NJ Lawmakers Sound Energy Supply Alarm

New Jersey lawmakers pushed back on the state’s all-electricity, clean-energy strategy at a heated committee hearing March 28, urging an all-the-above approach as PJM faced criticism for failing to foresee a dramatic hike in demand that helped trigger a 20% rise in the average customer’s bill.

Facing predictions that electricity demand could rise by more than 60% by 2050, driven in part by the expected arrival of data centers, greater electric vehicle use and the state’s shift toward building electrification, lawmakers said the state needs to consider all options that could rapidly boost generation capacity. (See NJ Releases Electrification-focused Energy Master Plan.)

The turbulent, five-hour meeting convened by a Select Committee of Senators and the Assembly Telecommunications and Utilities Committee underscored the severity of the potential power shortfall facing New Jersey and its likely impact in further pushing up rates.

The two Democratic co-chairs of the meeting suggested that the state needs to look beyond Gov. Phil Murphy’s (D) tight focus on renewable energy. During his seven years in office, Murphy has championed EVs, building electrification and a now largely stalled effort to create an offshore wind sector able to generate at least 11 GW.

“The storms are going to keep coming, and we need to look at renewable energies,” said Sen. Paul Sarlo (D), one of the co-chairs. “But we can’t just sit idle for the next five to seven years and not open our eyes to other concepts.”

That was the “loud and clear” message of the committee members, he said. He asked Christine Guhl-Sadovy, president of the New Jersey Board of Public Utilities (BPU) and a Murphy appointee, if her agency would agree to “go forward with repurposing an existing plan for clean natural gas” while also pursuing renewable energy. Under prodding, she replied only that “we need to explore all options.”

Assemblymember Wayne DeAngelo (D), the second co-chair, said the state needs a “well diversified energy generation portfolio” that includes wind, battery storage, nuclear and natural gas. Plans to go from gas heating to heat pumps will require a major, potentially burdensome residential infrastructure upgrade, he said.

“Seventy-five percent of our homes in New Jersey are heated with natural gas. Sixty-five percent of our businesses are heated with natural gas,” he said. “And we haven’t even talked about our data centers, which are popping up all over the place.”

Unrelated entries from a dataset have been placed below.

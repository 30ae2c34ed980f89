//! Call-site and field-access rewriting.
//!
//! A reference either becomes a plain unqualified call, because caller and callee end up in
//! the same type, or is routed through a receiver that the caller's future home can see: a
//! field of the callee's type (injected when missing) or, for static members, the type name.

use carry_core::{FileId, TextEdit, TextRange};
use carry_java::{FieldUsage, Qualifier, QualifierShape, SymbolModel, TypeName};

use crate::imports::type_reference;
use crate::inject::FieldInjector;
use crate::references::Reference;
use crate::report::Conflict;
use crate::transaction::EditBatch;
use crate::visibility::FieldVisibility;

/// Edit that drops the qualifier of a call. `None` for calls that are already unqualified.
pub fn unqualified_call_edit(reference: &Reference) -> Result<Option<TextEdit>, Conflict> {
    let Some(qualifier) = &reference.qualifier else {
        return Ok(None);
    };
    if !qualifier.is_rewritable() {
        return Err(unrewritable(reference, qualifier));
    }
    Ok(Some(TextEdit::delete(
        reference.file.clone(),
        TextRange::new(qualifier.range.start, reference.name_range.start),
    )))
}

/// Edit that makes `receiver` the qualifier of a call. `None` if it already is.
pub fn requalified_call_edit(
    reference: &Reference,
    receiver: &str,
) -> Result<Option<TextEdit>, Conflict> {
    match &reference.qualifier {
        Some(qualifier) if !qualifier.is_rewritable() => Err(unrewritable(reference, qualifier)),
        Some(qualifier) => Ok(requalify(&reference.file, qualifier, receiver)),
        None => Ok(Some(TextEdit::insert(
            reference.file.clone(),
            reference.name_range.start,
            format!("{receiver}."),
        ))),
    }
}

fn requalify(file: &FileId, qualifier: &Qualifier, receiver: &str) -> Option<TextEdit> {
    (qualifier.text != receiver)
        .then(|| TextEdit::replace(file.clone(), qualifier.range, receiver))
}

fn unrewritable(reference: &Reference, qualifier: &Qualifier) -> Conflict {
    Conflict::UnrewritableCallSite {
        file: reference.file.clone(),
        range: reference.range,
        callee: reference.callee.clone(),
        qualifier: qualifier.text.clone(),
    }
}

/// Applies the rewriting policies against one model snapshot, staging into one batch.
pub struct ReferenceRewriter<'a> {
    model: &'a dyn SymbolModel,
    batch: &'a mut EditBatch,
    injector: &'a mut FieldInjector,
    field_visibility: FieldVisibility,
    conflicts: Vec<Conflict>,
}

impl<'a> ReferenceRewriter<'a> {
    pub fn new(
        model: &'a dyn SymbolModel,
        batch: &'a mut EditBatch,
        injector: &'a mut FieldInjector,
        field_visibility: FieldVisibility,
    ) -> Self {
        ReferenceRewriter {
            model,
            batch,
            injector,
            field_visibility,
            conflicts: Vec::new(),
        }
    }

    /// Caller and callee share a type after the move: call without a qualifier.
    pub fn rewrite_to_internal_call(&mut self, reference: &Reference) -> bool {
        match unqualified_call_edit(reference) {
            Ok(edit) => {
                self.log(reference, "internal call");
                self.batch.extend(edit);
                true
            }
            Err(conflict) => self.conflict(conflict),
        }
    }

    /// The call will run in `holder` while the callee lives in `home`: route it through a
    /// field of `home` on `holder`, or through the type name for static callees.
    pub fn rewrite_through_receiver(
        &mut self,
        reference: &Reference,
        holder: &TypeName,
        home: &TypeName,
    ) -> bool {
        if let Some(qualifier) = &reference.qualifier {
            if !qualifier.is_rewritable() {
                let conflict = unrewritable(reference, qualifier);
                return self.conflict(conflict);
            }
        }
        let is_static = self
            .model
            .method(&reference.callee)
            .is_some_and(|decl| decl.is_static);
        let Some(receiver) = self.receiver(holder, home, is_static) else {
            return false;
        };
        match requalified_call_edit(reference, &receiver) {
            Ok(edit) => {
                self.log(reference, &receiver);
                self.batch.extend(edit);
                true
            }
            Err(conflict) => self.conflict(conflict),
        }
    }

    /// Same as [`rewrite_through_receiver`](Self::rewrite_through_receiver) for an unqualified
    /// or `this.`-qualified field access. Other accesses are left alone.
    pub fn rewrite_field_access(
        &mut self,
        usage: &FieldUsage,
        holder: &TypeName,
        home: &TypeName,
    ) -> bool {
        let shape = usage.qualifier.as_ref().map(|q| q.shape);
        if !matches!(shape, None | Some(QualifierShape::This)) {
            return false;
        }
        let is_static = self
            .model
            .field(&usage.field)
            .is_some_and(|decl| decl.is_static);
        let Some(receiver) = self.receiver(holder, home, is_static) else {
            return false;
        };
        let edit = match &usage.qualifier {
            Some(qualifier) => requalify(&usage.file, qualifier, &receiver),
            None => Some(TextEdit::insert(
                usage.file.clone(),
                usage.name_range.start,
                format!("{receiver}."),
            )),
        };
        tracing::debug!(
            target: "carry.refactor",
            field = %usage.field,
            file = %usage.file,
            offset = usage.name_range.start,
            %receiver,
            "rewrote field access"
        );
        self.batch.extend(edit);
        true
    }

    /// Points an unqualified or `this.`-qualified field access at the `field_type` field of
    /// `holder`, injecting that field when missing.
    pub fn rewrite_field_to_own(
        &mut self,
        usage: &FieldUsage,
        holder: &TypeName,
        field_type: &TypeName,
    ) -> bool {
        let shape = usage.qualifier.as_ref().map(|q| q.shape);
        if !matches!(shape, None | Some(QualifierShape::This)) {
            return false;
        }
        self.injector.inject_field_if_needed(
            self.model,
            self.batch,
            holder,
            field_type,
            self.field_visibility,
        );
        let Some(name) = self.injector.field_for(self.model, holder, field_type) else {
            return false;
        };
        if name != usage.field.name {
            self.batch
                .push(TextEdit::replace(usage.file.clone(), usage.name_range, name.as_str()));
        }
        tracing::debug!(
            target: "carry.refactor",
            field = %usage.field,
            file = %usage.file,
            offset = usage.name_range.start,
            to = %name,
            "redirected field access"
        );
        true
    }

    pub fn into_conflicts(self) -> Vec<Conflict> {
        self.conflicts
    }

    fn receiver(&mut self, holder: &TypeName, home: &TypeName, is_static: bool) -> Option<String> {
        if is_static {
            let (text, import) = type_reference(self.model, holder, home);
            if let Some(path) = import {
                let file = self.model.type_decl(holder)?.file.clone();
                self.batch.add_import(self.model, &file, &path);
            }
            return Some(text);
        }
        self.injector.inject_field_if_needed(
            self.model,
            self.batch,
            holder,
            home,
            self.field_visibility,
        );
        self.injector.field_for(self.model, holder, home)
    }

    fn conflict(&mut self, conflict: Conflict) -> bool {
        tracing::warn!(target: "carry.refactor", %conflict, "left site unchanged");
        self.conflicts.push(conflict);
        false
    }

    fn log(&self, reference: &Reference, receiver: &str) {
        tracing::debug!(
            target: "carry.refactor",
            callee = %reference.callee,
            file = %reference.file,
            offset = reference.range.start,
            receiver,
            "rewrote call site"
        );
    }
}

#[cfg(test)]
mod tests {
    use super::*;
    use carry_core::apply_text_edits;
    use carry_java::MethodId;
    use pretty_assertions::assert_eq;

    fn reference(text: &str, call: &str, qualifier: Option<(&str, QualifierShape)>) -> Reference {
        let start = text.find(call).unwrap();
        let name = call.rsplit('.').next().unwrap().trim();
        let name_start = text[start..].rfind(name).unwrap() + start;
        let name_end = text[name_start..].find('(').unwrap() + name_start;
        Reference {
            callee: MethodId::new(TypeName::new("Order"), "total", Vec::new()),
            file: FileId::new("A.java"),
            range: TextRange::new(start, name_end),
            name_range: TextRange::new(name_start, name_end),
            caller: None,
            caller_type: TypeName::new("A"),
            qualifier: qualifier.map(|(q, shape)| Qualifier {
                text: q.to_string(),
                range: TextRange::new(start, start + q.len()),
                shape,
            }),
        }
    }

    fn apply(text: &str, edit: Option<TextEdit>) -> String {
        apply_text_edits(text, &edit.into_iter().collect::<Vec<_>>()).unwrap()
    }

    #[test]
    fn qualifiers_are_dropped_for_internal_calls() {
        let text = "x = order . total();";
        let r = reference(text, "order . total", Some(("order", QualifierShape::Simple)));
        assert_eq!(apply(text, unqualified_call_edit(&r).unwrap()), "x = total();");

        let text = "x = total();";
        let r = reference(text, "total", None);
        assert_eq!(unqualified_call_edit(&r), Ok(None));
    }

    #[test]
    fn receivers_replace_or_prefix_the_qualifier() {
        let text = "x = this.total();";
        let r = reference(text, "this.total", Some(("this", QualifierShape::This)));
        let edit = requalified_call_edit(&r, "invoice").unwrap();
        assert_eq!(apply(text, edit), "x = invoice.total();");

        let text = "x = total();";
        let r = reference(text, "total", None);
        let edit = requalified_call_edit(&r, "Invoice").unwrap();
        assert_eq!(apply(text, edit), "x = Invoice.total();");

        let text = "x = invoice.total();";
        let r = reference(text, "invoice.total", Some(("invoice", QualifierShape::Simple)));
        assert_eq!(requalified_call_edit(&r, "invoice"), Ok(None));
    }

    #[test]
    fn compound_qualifiers_are_conflicts() {
        let text = "x = current().total();";
        let r = reference(text, "current().total", Some(("current()", QualifierShape::Compound)));
        assert!(matches!(
            unqualified_call_edit(&r),
            Err(Conflict::UnrewritableCallSite { ref qualifier, .. }) if qualifier == "current()"
        ));
        assert!(requalified_call_edit(&r, "invoice").is_err());
    }
}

Republicans, who have long called for the state to adopt a broader portfolio, blamed Murphy’s policies for the state’s dilemma.

“I can’t help but get the impression today that we’re here because all of a sudden the rates went up, and people are like, ‘Wow!’ … like it wasn’t foreseen or couldn’t have been predicted,” Sen. Anthony M. Bucco (R) said. “Experts have said the same thing: that we’re just not going to be able to produce enough [electricity]. … We’ve all been saying that; you can’t completely electrify the state in such a short period of time.”

PJM Criticized for Perceived Flaws

But some of the most vigorous criticism was directed at PJM and its capacity market. In written testimony delivered at the hearing, Brian O. Lipman, director of New Jersey’s Division of Rate Counsel, said that “clearly PJM is the easiest target in the room, and not without reason.”

“PJM and its markets are a significant factor as to how we got to this problem,” he said. “Everyone saw the pending retirements of generators. The issue did not come to a head because PJM was able to mask the problem with excessive available generation. The system is broken. The capacity auctions are not doing their job. The generation queue is not doing its job.”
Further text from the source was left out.